La riforma della Rai vista da Enrico Mentana: «Rimarrà tutto uguale a prima. Mi pare che l’unica cosa sia un piccolo cambio nella governance. A scegliere sono sempre i partiti! Tutti, compresi i Cinquestelle, ora si accomodano senza problemi al tavolo dell’ennesima lottizzazione»

«Potrebbe diventare una rubrica della settimana enigmistica: trova le differenze». Enrico Mentana ne è convinto: «Con questa riforma – supposto che vada avanti – la Rai è e sarà identica a prima. Chi governa presume sempre di poter cambiare le cose mettendo le persone migliori, ma le riforme vanno fatte nella buona e nella cattiva sorte. E invece...».
E invece per lei la riforma appena passata al Senato non cambia molto.
«Mi pare che l’unica cosa sia un piccolo cambio nella governance. Se andiamo a rivedere i discorsi fatti da Renzi dopo la vittoria alle europee, quando entrò in rotta di collisione col sindacato, col discorso della messa sul mercato di Rai way che – si è visto subito – era tutt’altro che sballato, si vede che ipotizzava una Rai davvero riformabile. Quei discorsi però si sono persi per strada».
La governance è un pezzo, il resto è contenuto nelle linee guida approvate a Palazzo Chigi.
«La vituperata Gasparri, che magari partiva da un’analisi del tutto interessata, ha fatto una revisione totale del sistema delle comunicazioni cambiando il panorama televisivo. Poi certo, ha finito per rafforzare i forti e indebolire le tv locali. Ma ora, con questa riforma, quali sono i cambiamenti che conosciamo a parte il ruolo dell’ad?».

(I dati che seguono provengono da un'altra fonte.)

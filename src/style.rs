//! Document-supplied style tree.
//!
//! Every node is optional. A node that exists but leaves an attribute unset
//! behaves exactly like a missing node; the accessors on [`TextStyle`] and
//! [`BoxStyle`] fold empty strings and unknown enum values into `None` so the
//! cascade never has to special-case them.

extern crate alloc;

use alloc::string::String;
use alloc::vec::Vec;

use serde::{Deserialize, Serialize};

use crate::block::BlockType;
use crate::error::StyleError;

/// Root of a document style tree.
#[derive(Clone, Debug, Default, PartialEq, Serialize, Deserialize)]
#[serde(default, rename_all = "camelCase")]
pub struct Style {
    /// Resource-level (cover, intro) styles.
    #[serde(skip_serializing_if = "Option::is_none")]
    pub resource: Option<ScopeStyle>,
    /// Segment-level (lesson day header) styles.
    #[serde(skip_serializing_if = "Option::is_none")]
    pub segment: Option<ScopeStyle>,
    /// Block styles.
    #[serde(skip_serializing_if = "Option::is_none")]
    pub blocks: Option<BlocksStyle>,
}

impl Style {
    /// Decode a style tree from JSON text.
    pub fn from_json_str(json: &str) -> Result<Self, StyleError> {
        serde_json::from_str(json).map_err(|e| StyleError::decode("style", &e))
    }

    /// Decode a style tree from JSON bytes.
    pub fn from_json_slice(json: &[u8]) -> Result<Self, StyleError> {
        serde_json::from_slice(json).map_err(|e| StyleError::decode("style", &e))
    }

    /// `blocks.inline`, if present.
    pub fn inline(&self) -> Option<&DefaultBlockStyles> {
        self.blocks.as_ref()?.inline.as_ref()
    }

    /// `blocks.nested`, if present.
    pub fn nested(&self) -> Option<&DefaultBlockStyles> {
        self.blocks.as_ref()?.nested.as_ref()
    }
}

/// Title/subtitle/description/date styles for a resource or segment header.
#[derive(Clone, Debug, Default, PartialEq, Serialize, Deserialize)]
#[serde(default, rename_all = "camelCase")]
pub struct ScopeStyle {
    #[serde(skip_serializing_if = "Option::is_none")]
    pub title: Option<BlockStyle>,
    #[serde(skip_serializing_if = "Option::is_none")]
    pub subtitle: Option<BlockStyle>,
    #[serde(skip_serializing_if = "Option::is_none")]
    pub description: Option<BlockStyle>,
    #[serde(skip_serializing_if = "Option::is_none")]
    pub date: Option<BlockStyle>,
}

/// Inline and nested block defaults.
#[derive(Clone, Debug, Default, PartialEq, Serialize, Deserialize)]
#[serde(default, rename_all = "camelCase")]
pub struct BlocksStyle {
    /// Applies to top-level blocks, and to nested ones before `nested`.
    #[serde(skip_serializing_if = "Option::is_none")]
    pub inline: Option<DefaultBlockStyles>,
    /// Applies only to blocks inside another container block.
    #[serde(skip_serializing_if = "Option::is_none")]
    pub nested: Option<DefaultBlockStyles>,
}

/// `all` style plus ordered per-type overrides.
#[derive(Clone, Debug, Default, PartialEq, Serialize, Deserialize)]
#[serde(default, rename_all = "camelCase")]
pub struct DefaultBlockStyles {
    #[serde(skip_serializing_if = "Option::is_none")]
    pub all: Option<BlockStyle>,
    #[serde(skip_serializing_if = "Vec::is_empty")]
    pub blocks: Vec<BlockTypeStyle>,
}

impl DefaultBlockStyles {
    /// First per-type entry matching `block_type`. Unrecognised types never
    /// match, since distinct unknown type strings share one variant.
    pub fn for_type(&self, block_type: BlockType) -> Option<&BlockStyle> {
        if block_type == BlockType::Unknown {
            return None;
        }
        self.blocks
            .iter()
            .find(|entry| entry.block_type == block_type)
            .map(|entry| &entry.style)
    }
}

/// One per-type override entry.
#[derive(Clone, Debug, PartialEq, Serialize, Deserialize)]
#[serde(rename_all = "camelCase")]
pub struct BlockTypeStyle {
    #[serde(rename = "type")]
    pub block_type: BlockType,
    #[serde(default)]
    pub style: BlockStyle,
}

/// Style for one block: outer wrapper, inner block, and text.
#[derive(Clone, Debug, Default, PartialEq, Serialize, Deserialize)]
#[serde(default, rename_all = "camelCase")]
pub struct BlockStyle {
    #[serde(skip_serializing_if = "Option::is_none")]
    pub block: Option<BoxStyle>,
    #[serde(skip_serializing_if = "Option::is_none")]
    pub wrapper: Option<BoxStyle>,
    #[serde(skip_serializing_if = "Option::is_none")]
    pub text: Option<TextStyle>,
}

impl BlockStyle {
    /// Box style for the requested part.
    pub fn part(&self, part: BoxPart) -> Option<&BoxStyle> {
        match part {
            BoxPart::Block => self.block.as_ref(),
            BoxPart::Wrapper => self.wrapper.as_ref(),
        }
    }

    /// Text style, if any.
    pub fn text(&self) -> Option<&TextStyle> {
        self.text.as_ref()
    }
}

/// Which box of a block a layout attribute targets.
#[derive(Clone, Copy, Debug, PartialEq, Eq, Hash, Serialize, Deserialize)]
#[serde(rename_all = "camelCase")]
pub enum BoxPart {
    /// Inner content box.
    Block,
    /// Outer container.
    Wrapper,
}

/// Layout attributes of a block or wrapper box.
#[derive(Clone, Debug, Default, PartialEq, Serialize, Deserialize)]
#[serde(default, rename_all = "camelCase")]
pub struct BoxStyle {
    #[serde(skip_serializing_if = "Option::is_none")]
    pub padding: Option<PaddingStyle>,
    #[serde(skip_serializing_if = "Option::is_none")]
    pub background_color: Option<String>,
    #[serde(skip_serializing_if = "Option::is_none")]
    pub background_image: Option<String>,
    #[serde(skip_serializing_if = "Option::is_none")]
    pub rounded: Option<bool>,
}

impl BoxStyle {
    /// Background color, with empty strings treated as unset.
    pub fn background_color(&self) -> Option<&str> {
        non_empty(self.background_color.as_deref())
    }

    /// Background image URL, with empty strings treated as unset.
    pub fn background_image(&self) -> Option<&str> {
        non_empty(self.background_image.as_deref())
    }

    /// Padding for one side.
    pub fn padding(&self, side: PaddingSide) -> Option<SpacingSize> {
        self.padding.as_ref()?.side(side)
    }

    /// Rounded-corner flag.
    pub fn rounded(&self) -> Option<bool> {
        self.rounded
    }
}

/// Per-side spacing.
#[derive(Clone, Debug, Default, PartialEq, Serialize, Deserialize)]
#[serde(default, rename_all = "camelCase")]
pub struct PaddingStyle {
    #[serde(skip_serializing_if = "Option::is_none")]
    pub top: Option<SpacingSize>,
    #[serde(skip_serializing_if = "Option::is_none")]
    pub bottom: Option<SpacingSize>,
    #[serde(skip_serializing_if = "Option::is_none")]
    pub start: Option<SpacingSize>,
    #[serde(skip_serializing_if = "Option::is_none")]
    pub end: Option<SpacingSize>,
}

impl PaddingStyle {
    /// Spacing for `side`; unknown values read as unset.
    pub fn side(&self, side: PaddingSide) -> Option<SpacingSize> {
        let value = match side {
            PaddingSide::Top => self.top,
            PaddingSide::Bottom => self.bottom,
            PaddingSide::Leading => self.start,
            PaddingSide::Trailing => self.end,
        };
        value.filter(|v| *v != SpacingSize::Unknown)
    }
}

/// Padding side.
#[derive(Clone, Copy, Debug, PartialEq, Eq, Hash)]
pub enum PaddingSide {
    Top,
    Bottom,
    Leading,
    Trailing,
}

impl PaddingSide {
    /// All sides in `top, leading, bottom, trailing` order.
    pub const ALL: [Self; 4] = [Self::Top, Self::Leading, Self::Bottom, Self::Trailing];
}

/// Text attributes.
#[derive(Clone, Debug, Default, PartialEq, Serialize, Deserialize)]
#[serde(default, rename_all = "camelCase")]
pub struct TextStyle {
    #[serde(skip_serializing_if = "Option::is_none")]
    pub color: Option<String>,
    #[serde(skip_serializing_if = "Option::is_none")]
    pub size: Option<TextSize>,
    #[serde(skip_serializing_if = "Option::is_none")]
    pub typeface: Option<String>,
    #[serde(skip_serializing_if = "Option::is_none")]
    pub align: Option<TextAlign>,
    #[serde(skip_serializing_if = "Option::is_none")]
    pub offset: Option<TextOffset>,
}

impl TextStyle {
    /// Text color, with empty strings treated as unset.
    pub fn color(&self) -> Option<&str> {
        non_empty(self.color.as_deref())
    }

    /// Abstract text size.
    pub fn size(&self) -> Option<TextSize> {
        self.size.filter(|v| *v != TextSize::Unknown)
    }

    /// Typeface name, with empty strings treated as unset.
    pub fn typeface(&self) -> Option<&str> {
        non_empty(self.typeface.as_deref())
    }

    /// Alignment.
    pub fn align(&self) -> Option<TextAlign> {
        self.align.filter(|v| *v != TextAlign::Unknown)
    }

    /// Baseline offset.
    pub fn offset(&self) -> Option<TextOffset> {
        self.offset.filter(|v| *v != TextOffset::Unknown)
    }

    /// True when no attribute is set.
    pub fn is_empty(&self) -> bool {
        self.color().is_none()
            && self.size().is_none()
            && self.typeface().is_none()
            && self.align().is_none()
            && self.offset().is_none()
    }
}

fn non_empty(value: Option<&str>) -> Option<&str> {
    value.filter(|v| !v.trim().is_empty())
}

/// Abstract spacing step.
#[derive(Clone, Copy, Debug, PartialEq, Eq, Hash, Serialize, Deserialize)]
#[serde(rename_all = "camelCase")]
pub enum SpacingSize {
    None,
    Xs,
    Sm,
    Base,
    Lg,
    Xl,
    #[serde(other)]
    Unknown,
}

/// Abstract text size.
#[derive(Clone, Copy, Debug, PartialEq, Eq, Hash, Serialize, Deserialize)]
#[serde(rename_all = "camelCase")]
pub enum TextSize {
    Xs,
    Sm,
    Base,
    Lg,
    Xl,
    #[serde(other)]
    Unknown,
}

/// Abstract text alignment.
#[derive(Clone, Copy, Debug, PartialEq, Eq, Hash, Serialize, Deserialize)]
#[serde(rename_all = "camelCase")]
pub enum TextAlign {
    Start,
    Center,
    End,
    #[serde(other)]
    Unknown,
}

/// Baseline offset.
#[derive(Clone, Copy, Debug, PartialEq, Eq, Hash, Serialize, Deserialize)]
#[serde(rename_all = "camelCase")]
pub enum TextOffset {
    #[serde(alias = "superscript")]
    Sup,
    #[serde(alias = "subscript")]
    Sub,
    #[serde(other)]
    Unknown,
}

#[cfg(test)]
mod tests {
    use super::*;

    #[test]
    fn decodes_nested_tree_and_finds_per_type_entry() {
        let style = Style::from_json_str(
            r##"{
              "blocks": {
                "inline": {
                  "all": {"text": {"color": "#111111"}},
                  "blocks": [
                    {"type": "heading", "style": {"text": {"color": "#ff0000"}}},
                    {"type": "heading", "style": {"text": {"color": "#00ff00"}}}
                  ]
                },
                "nested": {"all": {"wrapper": {"rounded": true}}}
              }
            }"##,
        )
        .expect("style should decode");
        let inline = style.inline().expect("inline present");
        let heading = inline.for_type(BlockType::Heading).expect("heading entry");
        assert_eq!(heading.text().and_then(TextStyle::color), Some("#ff0000"));
        assert!(inline.for_type(BlockType::Paragraph).is_none());
        let nested_all = style.nested().and_then(|n| n.all.as_ref()).expect("nested all");
        assert_eq!(
            nested_all.part(BoxPart::Wrapper).and_then(BoxStyle::rounded),
            Some(true)
        );
    }

    #[test]
    fn unknown_type_entries_never_match() {
        let inline: DefaultBlockStyles = serde_json::from_str(
            r##"{"blocks": [{"type": "callout", "style": {"text": {"color": "#ff0000"}}}]}"##,
        )
        .expect("block styles should decode");
        assert_eq!(inline.blocks[0].block_type, BlockType::Unknown);
        assert!(inline.for_type(BlockType::Unknown).is_none());
    }

    #[test]
    fn unknown_enum_values_read_as_unset() {
        let text: TextStyle =
            serde_json::from_str(r#"{"align": "justify", "size": "huge", "offset": "sup"}"#)
                .expect("text style should decode");
        assert_eq!(text.align, Some(TextAlign::Unknown));
        assert_eq!(text.align(), None);
        assert_eq!(text.size(), None);
        assert_eq!(text.offset(), Some(TextOffset::Sup));
    }

    #[test]
    fn empty_strings_read_as_unset() {
        let boxed = BoxStyle {
            background_color: Some(String::new()),
            background_image: Some("  ".into()),
            ..BoxStyle::default()
        };
        assert_eq!(boxed.background_color(), None);
        assert_eq!(boxed.background_image(), None);
        let text = TextStyle {
            color: Some(String::new()),
            ..TextStyle::default()
        };
        assert!(text.is_empty());
    }

    #[test]
    fn padding_maps_start_end_to_leading_trailing() {
        let padding: PaddingStyle =
            serde_json::from_str(r#"{"start": "sm", "end": "xl", "top": "bogus"}"#)
                .expect("padding should decode");
        assert_eq!(padding.side(PaddingSide::Leading), Some(SpacingSize::Sm));
        assert_eq!(padding.side(PaddingSide::Trailing), Some(SpacingSize::Xl));
        assert_eq!(padding.side(PaddingSide::Top), None);
        assert_eq!(padding.side(PaddingSide::Bottom), None);
    }

    #[test]
    fn malformed_json_reports_decode_error() {
        let err = Style::from_json_str("{\"blocks\": [}").expect_err("should fail");
        assert_eq!(err.code, "STYLE_DECODE_ERROR");
    }

    #[test]
    fn serialization_skips_unset_nodes() {
        let style = Style::default();
        assert_eq!(serde_json::to_string(&style).expect("serialize"), "{}");
    }
}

Cambia la fonte di nomina del cda.
«Intanto tra due giorni tutto verrà fatto nello stesso modo. E anche quando scatterà il nuovo meccanismo, non risolverà l’unico vero difetto».
Quale?
«Che a sceglierli sono sempre i partiti!».
Fuori dalla commissione di Vigilanza, sulla base dei curricula che arrivano ai presidenti delle Camere.
«La scelta affidata ai presidenti di Camera e Senato c’è già stata: a bloccare la presidenza di Giulio Anselmi fu Nicola Mancino. Certe volte ritornano. E poi la questione di fondo è un’altra: qual è la mission della Rai? Quanti canali deve avere? Come vanno divisi servizio pubblico e area di mercato? La vituperata prima Repubblica, nel ’75, non è che decise di mettere Emilio Rossi al Tg1 e Andrea Barbato al Tg2 prima di decidere cosa voleva fare della tv pubblica».
Sono partiti dalla coda?
«Esattamente, e il rischio è che restino impantanati lì. Tutti i partiti avevano fatto proposte molto più innovative di quel che è venuto fuori, ma vedo che si accomodano senza problemi al tavolo dell’ennesima lottizzazione: compresi i Cinquestelle, che ora sceglieranno il loro consigliere: non c’è una camera di compensazione rispetto alla politica, e poi…».
E poi?
«Dentro la Rai non soffia alcun vento riformatore. Vogliamo dirlo? Dai direttori agli uscieri son tutti lì a chiedersi chi arriva adesso. È l’unica cosa che gli interessa».